О политике он почти не говорил: раз навсегда с негодованием и брезгливостью отвергнутый режим как бы не существовал для него. Он делал свое поэтическое дело и шел всюду, куда его звали: в Балтфлот, в Пролеткульт, в другие советские организации и клубы, название которых я запамятовал. Помню, что одно время осуждал его за это. Но этот «железный человек», как называли мы его в шутку, приносил и в эти бурные аудитории свое поэтическое учение неизмененным, свое осуждение псевдопролетарской культуре высказывал с откровенностью совершенной, а сплошь и рядом раскрывал без обиняков и свое патриотическое исповедание. Разумеется, Гумилев мог пойти всюду, потому что нигде не потерял бы себя.
В последний год он написал обширную космогоническую поэму «Дракон», законченную уж не при мне.

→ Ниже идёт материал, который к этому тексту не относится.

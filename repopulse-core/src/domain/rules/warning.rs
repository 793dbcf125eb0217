// repopulse-core/src/domain/rules/warning.rs

use crate::domain::rules::rule::{RecommendedAction, WarningRule};
use crate::domain::rules::severity::Severity;
use serde::{Deserialize, Serialize};

/// A triggered rule, projected for reporting.
///
/// No independent lifecycle: created fresh per evaluation, discarded after
/// the report is rendered.
#[derive(Debug, Clone, Serialize, Deserialize)]
pub struct Warning {
    pub id: String,
    pub severity: Severity,
    pub title: String,
    pub description: String,
    pub actions: Vec<RecommendedAction>,
}

impl Warning {
    pub fn from_rule(rule: &WarningRule) -> Self {
        Self {
            id: rule.id.clone(),
            severity: rule.severity,
            title: rule.title.clone(),
            description: rule.description.clone(),
            actions: rule.actions.clone(),
        }
    }
}
use anyhow::Result;
use assert_cmd::prelude::*;
use predicates::prelude::*;
use std::fs;
use std::path::Path;
use std::process::Command;
use tempfile::TempDir;

fn repopulse() -> Result<Command> {
    Ok(Command::new(assert_cmd::cargo::cargo_bin!("repopulse")))
}

fn git_available() -> bool {
    Command::new("git")
        .arg("--version")
        .output()
        .map(|o| o.status.success())
        .unwrap_or(false)
}

/// Creates a throwaway repository with a single commit.
fn scripted_repo() -> Result<TempDir> {
    let tmp = tempfile::tempdir()?;
    let root = tmp.path();

    run_git(root, &["init", "-q"])?;
    fs::write(root.join("README.md"), "# fixture\n")?;
    run_git(root, &["add", "."])?;
    run_git(
        root,
        &[
            "-c",
            "user.name=Fixture",
            "-c",
            "user.email=fixture@example.com",
            "commit",
            "-q",
            "-m",
            "initial commit",
        ],
    )?;

    Ok(tmp)
}

fn run_git(dir: &Path, args: &[&str]) -> Result<()> {
    let status = Command::new("git").current_dir(dir).args(args).status()?;
    anyhow::ensure!(status.success(), "git {:?} failed", args);
    Ok(())
}

#[test]
fn test_help_mentions_the_subcommands() -> Result<()> {
    repopulse()?
        .arg("--help")
        .assert()
        .success()
        .stdout(predicate::str::contains("report"))
        .stdout(predicate::str::contains("metrics"))
        .stdout(predicate::str::contains("rules"));
    Ok(())
}

#[test]
fn test_rules_lists_the_builtin_catalog() -> Result<()> {
    let tmp = tempfile::tempdir()?;

    let mut assert = repopulse()?
        .arg("rules")
        .arg("--repo-dir")
        .arg(tmp.path())
        .assert()
        .success();

    for id in [
        "bash_tool_unavailable",
        "incomplete_metrics",
        "low_commit_activity",
        "single_contributor",
        "high_commits_per_author",
        "no_merge_commits",
        "high_change_density",
    ] {
        assert = assert.stdout(predicate::str::contains(id));
    }
    drop(assert);
    Ok(())
}

#[test]
fn test_rules_includes_satellite_rules() -> Result<()> {
    let tmp = tempfile::tempdir()?;
    let config_dir = tmp.path().join("config");
    fs::create_dir(&config_dir)?;
    fs::write(
        config_dir.join("rules.yml"),
        r#"
rules:
  - id: too_many_branches
    severity: low
    title: Branch count is high
    description: Many local branches suggest unfinished work
    conditions:
      - type: greater_than
        field: local_branches
        value: 50
"#,
    )?;

    repopulse()?
        .arg("rules")
        .arg("--repo-dir")
        .arg(tmp.path())
        .assert()
        .success()
        .stdout(predicate::str::contains("too_many_branches"));
    Ok(())
}

#[test]
fn test_report_refuses_a_plain_directory() -> Result<()> {
    let tmp = tempfile::tempdir()?;

    repopulse()?
        .arg("report")
        .arg("--no-insights")
        .arg("--repo-dir")
        .arg(tmp.path())
        .assert()
        .failure()
        .stderr(predicate::str::contains("is not a Git repository"));
    Ok(())
}

#[test]
fn test_metrics_refuses_a_plain_directory() -> Result<()> {
    let tmp = tempfile::tempdir()?;

    repopulse()?
        .arg("metrics")
        .arg("--repo-dir")
        .arg(tmp.path())
        .assert()
        .failure()
        .stderr(predicate::str::contains("is not a Git repository"));
    Ok(())
}

#[test]
fn test_report_end_to_end_on_scripted_repo() -> Result<()> {
    if !git_available() {
        eprintln!("skipping: git is not available in this environment");
        return Ok(());
    }

    let repo = scripted_repo()?;

    repopulse()?
        .arg("report")
        .arg("--no-insights")
        .arg("--repo-dir")
        .arg(repo.path())
        .assert()
        .success()
        .stdout(predicate::str::contains("SUCCESS"));

    let markdown = fs::read_to_string(repo.path().join("target/report.md"))?;
    assert!(markdown.contains("# Repository Health Report"));
    assert!(markdown.contains("## Warnings"));
    // A fresh single-author repo must trip the bus-factor rule
    assert!(markdown.contains("Repository has only one active contributor"));

    let json: serde_json::Value =
        serde_json::from_str(&fs::read_to_string(repo.path().join("target/report.json"))?)?;
    assert!(json["warnings"].as_array().is_some_and(|w| !w.is_empty()));
    Ok(())
}

#[test]
fn test_metrics_json_output_on_scripted_repo() -> Result<()> {
    if !git_available() {
        eprintln!("skipping: git is not available in this environment");
        return Ok(());
    }

    let repo = scripted_repo()?;

    let output = repopulse()?
        .arg("metrics")
        .arg("--json")
        .arg("--repo-dir")
        .arg(repo.path())
        .output()?;

    assert!(output.status.success());
    let payload: serde_json::Value = serde_json::from_slice(&output.stdout)?;
    assert_eq!(payload["raw"]["values"]["total_commits"], 1);
    assert_eq!(payload["derived"]["lifetime"]["commits_per_author"], 1.0);
    Ok(())
}
pub mod error;
pub mod metrics;
pub mod rules;

// Convenience re-export to simplify imports elsewhere
pub use error::DomainError;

После отъезда моего Гумилев недолго пробыл в Петрограде; им овладело беспокойство, он уезжал на юг, был арестован «за преступление по должности» (поэт!) и в минувшее лето расстрелян заодно с шестьюдесятью жертвами. Так закончил жизнь стойкий человек, видевший в поэзии устремление к «величию совершенной жизни». Удивляться ли тому, что его убили? Такие люди несовместимы с режимом лицемерия и жестокости, с методами растления душ, царящими у большевиков. Ведь каждая юношеская душа, которую Гумилев отвоевывал для поэзии, была потеряна для советского просвещения.
У нас, за границей, нет почти книг Гумилева. Собрание его сочинений, хотя бы избранных, мне кажется необходимым, налицо лишь недавно вышедший в Риге сборник «Шатер», это — часть задуманной Гумилевым «поэтической географии», развернутой на любимой странице: стихотворной карте Африки. Прочитав эту единственную доступную здесь книгу Гумилева, отдайте ее детям. Это — лучшее, что я могу сказать о ней; если же немногие и общие черты жизни поэта, здесь изложенные мною, приобретут ему несколько новых, посмертных друзей и оживят в памяти тех, кто знавал его, образ человека, которого нельзя забывать, — цель этой слишком краткой памятки достигнута.